The weedy grass junglerice is one that is becoming more and more invasive in the United States. Known additionally by its Latin name, Echinochloa colona, junglerice is becoming more prevalent in the warmer, more tropical southern states and has been classified by Florida as an invasive weed. It falls into the category of barnyard grasses, which means that it is a member of a broader genus of grasses including millet and other edible rices. When they are not grown intentionally, they have the potential to be detrimental to fields and crops.
Appearance of Junglerice
This weed can grow up to 3 feet tall and 3 feet long. The plant itself is extremely variable from one plant to the next, but there is a common factor among them–purple bands that run perpendicular to the length of the leaves. The leaves themselves are long and flat–up to 8 inches long in all. Stems are thick and hairless, except at the nodes. Flowers on the weed bloom from July through October, with flower heads growing up to 6 inches long and possessing short but compact branches.

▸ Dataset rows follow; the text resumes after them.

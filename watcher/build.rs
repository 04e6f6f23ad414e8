//! Build script for wrwatch
//! Captures build-time metadata for version info

use chrono::Utc;
use std::process::Command;

fn main() {
    // Get git commit hash
    let git_hash = Command::new("git")
        .args(["rev-parse", "--short", "HEAD"])
        .output()
        .ok()
        .filter(|output| output.status.success())
        .and_then(|output| String::from_utf8(output.stdout).ok())
        .map(|s| s.trim().to_string())
        .filter(|s| !s.is_empty())
        .unwrap_or_else(|| "unknown".to_string());

    // Get build timestamp
    let build_time = Utc::now().format("%Y-%m-%d %H:%M:%S UTC").to_string();

    println!("cargo:rustc-env=GIT_HASH={}", git_hash);
    println!("cargo:rustc-env=BUILD_TIME={}", build_time);

    // Rerun if git HEAD changes
    println!("cargo:rerun-if-changed=.git/HEAD");
}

Junglerice is found in areas with hot, wet summers, particularly affecting the southernmost states. Crop fields that are irrigated during the summer months are a common place to find the pervasive weed, as well as along the banks of ponds or water sources, pastures, orchards, vineyards, and any disturbed moist soil where the weed can take root.
It has the capacity to reduce rice crop yields by more than 85% if left unmanaged. Junglerice also has the ability to take over cornfields and other agricultural areas where crops are grown. It poses a serious danger to corn in that it has become resistant to some types of chemical herbicides and has had detrimental effects on corn crops in some of the southernmost states.
The best way to keep junglerice at bay is to keep an eye on your lawn and to scout fields and agricultural areas throughout the entire growing season. Using varying methods and professional weed control applications at strategic times will help to prevent junglerice from having a significant impact on plant and crop yields.